(Task requirements):
Copy each line containing "write" from the listing below.

(Data in this exercise):

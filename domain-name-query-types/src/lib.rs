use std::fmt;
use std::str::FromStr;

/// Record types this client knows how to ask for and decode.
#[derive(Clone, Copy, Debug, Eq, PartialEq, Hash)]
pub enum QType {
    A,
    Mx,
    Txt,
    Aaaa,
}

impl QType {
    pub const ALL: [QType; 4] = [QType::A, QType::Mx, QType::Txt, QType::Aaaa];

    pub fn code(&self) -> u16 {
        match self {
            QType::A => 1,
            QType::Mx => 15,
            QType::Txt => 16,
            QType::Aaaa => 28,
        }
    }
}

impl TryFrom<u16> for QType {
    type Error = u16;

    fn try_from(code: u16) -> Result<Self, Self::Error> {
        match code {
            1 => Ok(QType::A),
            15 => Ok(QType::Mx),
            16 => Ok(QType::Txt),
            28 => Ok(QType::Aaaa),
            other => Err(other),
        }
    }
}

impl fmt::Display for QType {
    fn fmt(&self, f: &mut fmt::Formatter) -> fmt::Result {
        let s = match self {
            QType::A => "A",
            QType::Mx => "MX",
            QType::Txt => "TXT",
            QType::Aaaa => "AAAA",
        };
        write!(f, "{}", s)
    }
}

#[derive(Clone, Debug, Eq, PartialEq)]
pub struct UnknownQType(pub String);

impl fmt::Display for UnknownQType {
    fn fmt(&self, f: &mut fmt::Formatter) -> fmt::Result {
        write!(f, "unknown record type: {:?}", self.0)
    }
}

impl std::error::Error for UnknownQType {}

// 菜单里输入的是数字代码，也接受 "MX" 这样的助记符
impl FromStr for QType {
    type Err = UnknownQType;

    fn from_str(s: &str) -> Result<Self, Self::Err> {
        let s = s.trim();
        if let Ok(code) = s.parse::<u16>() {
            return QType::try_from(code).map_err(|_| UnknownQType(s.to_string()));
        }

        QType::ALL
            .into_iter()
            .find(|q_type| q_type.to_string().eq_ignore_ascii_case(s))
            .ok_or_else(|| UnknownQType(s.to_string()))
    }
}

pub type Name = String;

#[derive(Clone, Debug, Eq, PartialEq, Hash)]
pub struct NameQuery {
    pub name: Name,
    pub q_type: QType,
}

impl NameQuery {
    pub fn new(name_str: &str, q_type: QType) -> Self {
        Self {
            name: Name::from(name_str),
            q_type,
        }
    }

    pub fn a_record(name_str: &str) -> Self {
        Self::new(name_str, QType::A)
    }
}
* * *
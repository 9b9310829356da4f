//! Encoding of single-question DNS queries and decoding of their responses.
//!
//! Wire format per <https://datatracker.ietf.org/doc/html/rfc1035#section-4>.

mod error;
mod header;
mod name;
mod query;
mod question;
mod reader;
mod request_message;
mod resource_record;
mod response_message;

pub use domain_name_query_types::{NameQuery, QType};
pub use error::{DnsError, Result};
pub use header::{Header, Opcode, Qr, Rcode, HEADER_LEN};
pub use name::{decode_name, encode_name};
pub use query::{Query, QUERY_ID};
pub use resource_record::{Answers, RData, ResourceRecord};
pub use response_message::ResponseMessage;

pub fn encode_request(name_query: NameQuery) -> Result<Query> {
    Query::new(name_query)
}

(Answer to the exercise):
        write!(f, "{}", s)
        write!(f, "unknown record type: {:?}", self.0)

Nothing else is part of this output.